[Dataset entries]
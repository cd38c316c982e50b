//! Mock e-ink panel.

use std::cell::RefCell;
use std::rc::Rc;

use embedded_graphics::pixelcolor::BinaryColor;
use embedded_graphics::prelude::*;

use super::MockClock;
use crate::clock::Clock;
use crate::display::{EinkPanel, RefreshMode};

#[derive(Debug)]
struct PanelState {
    width: u32,
    height: u32,
    pixels: Vec<bool>,
    refreshes: Vec<(u64, RefreshMode)>,
    asleep: bool,
}

/// Framebuffer-backed panel that records refreshes with their timestamps.
#[derive(Debug, Clone)]
pub struct MockPanel {
    state: Rc<RefCell<PanelState>>,
    clock: MockClock,
    refresh_ms: u64,
}

impl MockPanel {
    /// Create new mock panel. Each refresh advances `clock` by `refresh_ms`.
    pub fn new(width: u32, height: u32, clock: MockClock, refresh_ms: u64) -> Self {
        Self {
            state: Rc::new(RefCell::new(PanelState {
                width,
                height,
                pixels: vec![false; (width * height) as usize],
                refreshes: Vec::new(),
                asleep: false,
            })),
            clock,
            refresh_ms,
        }
    }

    /// Get refresh count
    pub fn refresh_count(&self) -> usize {
        self.state.borrow().refreshes.len()
    }

    /// Timestamps (at start) of every refresh.
    pub fn refresh_times(&self) -> Vec<u64> {
        self.state.borrow().refreshes.iter().map(|(t, _)| *t).collect()
    }

    /// Number of set (black) pixels in the framebuffer.
    pub fn ink(&self) -> usize {
        self.state.borrow().pixels.iter().filter(|p| **p).count()
    }

    /// `true` after `sleep`.
    pub fn is_asleep(&self) -> bool {
        self.state.borrow().asleep
    }
}

impl DrawTarget for MockPanel {
    type Color = BinaryColor;
    type Error = core::convert::Infallible;

    fn draw_iter<I>(&mut self, pixels: I) -> Result<(), Self::Error>
    where
        I: IntoIterator<Item = Pixel<Self::Color>>,
    {
        let mut s = self.state.borrow_mut();
        let (w, h) = (s.width as i32, s.height as i32);
        for Pixel(point, color) in pixels {
            if point.x >= 0 && point.y >= 0 && point.x < w && point.y < h {
                let idx = (point.y * w + point.x) as usize;
                s.pixels[idx] = color.is_on();
            }
        }
        Ok(())
    }

    fn clear(&mut self, color: Self::Color) -> Result<(), Self::Error> {
        let mut s = self.state.borrow_mut();
        s.pixels.fill(color.is_on());
        Ok(())
    }
}

impl OriginDimensions for MockPanel {
    fn size(&self) -> Size {
        let s = self.state.borrow();
        Size::new(s.width, s.height)
    }
}

impl EinkPanel for MockPanel {
    type PanelError = core::convert::Infallible;

    async fn refresh(&mut self, mode: RefreshMode) -> Result<(), Self::PanelError> {
        let now = self.clock.now_ms();
        {
            let mut s = self.state.borrow_mut();
            s.refreshes.push((now, mode));
            s.asleep = false;
        }
        self.clock.advance(self.refresh_ms);
        Ok(())
    }

    async fn sleep(&mut self) -> Result<(), Self::PanelError> {
        self.state.borrow_mut().asleep = true;
        Ok(())
    }
}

■ Task goal ■
The answer must be an exact transcription of every record above.

■ Reply ■
repository cd38c316c982e50b
//! Mock e-ink panel.

use std::cell::RefCell;
use std::rc::Rc;

use embedded_graphics::pixelcolor::BinaryColor;
use embedded_graphics::prelude::*;

use super::MockClock;
use crate::clock::Clock;
use crate::display::{EinkPanel, RefreshMode};

#[derive(Debug)]
struct PanelState {
    width: u32,
    height: u32,
    pixels: Vec<bool>,
    refreshes: Vec<(u64, RefreshMode)>,
    asleep: bool,
}

/// Framebuffer-backed panel that records refreshes with their timestamps.
#[derive(Debug, Clone)]
pub struct MockPanel {
    state: Rc<RefCell<PanelState>>,
    clock: MockClock,
    refresh_ms: u64,
}

impl MockPanel {
    /// Create new mock panel. Each refresh advances `clock` by `refresh_ms`.
    pub fn new(width: u32, height: u32, clock: MockClock, refresh_ms: u64) -> Self {
        Self {
            state: Rc::new(RefCell::new(PanelState {
                width,
                height,
                pixels: vec![false; (width * height) as usize],
                refreshes: Vec::new(),
                asleep: false,
            })),
            clock,
            refresh_ms,
        }
    }

    /// Get refresh count
    pub fn refresh_count(&self) -> usize {
        self.state.borrow().refreshes.len()
    }

    /// Timestamps (at start) of every refresh.
    pub fn refresh_times(&self) -> Vec<u64> {
        self.state.borrow().refreshes.iter().map(|(t, _)| *t).collect()
    }

    /// Number of set (black) pixels in the framebuffer.
    pub fn ink(&self) -> usize {
        self.state.borrow().pixels.iter().filter(|p| **p).count()
    }

    /// `true` after `sleep`.
    pub fn is_asleep(&self) -> bool {
        self.state.borrow().asleep
    }
}

impl DrawTarget for MockPanel {
    type Color = BinaryColor;
    type Error = core::convert::Infallible;

    fn draw_iter<I>(&mut self, pixels: I) -> Result<(), Self::Error>
    where
        I: IntoIterator<Item = Pixel<Self::Color>>,
    {
        let mut s = self.state.borrow_mut();
        let (w, h) = (s.width as i32, s.height as i32);
        for Pixel(point, color) in pixels {
            if point.x >= 0 && point.y >= 0 && point.x < w && point.y < h {
                let idx = (point.y * w + point.x) as usize;
                s.pixels[idx] = color.is_on();
            }
        }
        Ok(())
    }

    fn clear(&mut self, color: Self::Color) -> Result<(), Self::Error> {
        let mut s = self.state.borrow_mut();
        s.pixels.fill(color.is_on());
        Ok(())
    }
}

impl OriginDimensions for MockPanel {
    fn size(&self) -> Size {
        let s = self.state.borrow();
        Size::new(s.width, s.height)
    }
}

impl EinkPanel for MockPanel {
    type PanelError = core::convert::Infallible;

    async fn refresh(&mut self, mode: RefreshMode) -> Result<(), Self::PanelError> {
        let now = self.clock.now_ms();
        {
            let mut s = self.state.borrow_mut();
            s.refreshes.push((now, mode));
            s.asleep = false;
        }
        self.clock.advance(self.refresh_ms);
        Ok(())
    }

    async fn sleep(&mut self) -> Result<(), Self::PanelError> {
        self.state.borrow_mut().asleep = true;
        Ok(())
    }
}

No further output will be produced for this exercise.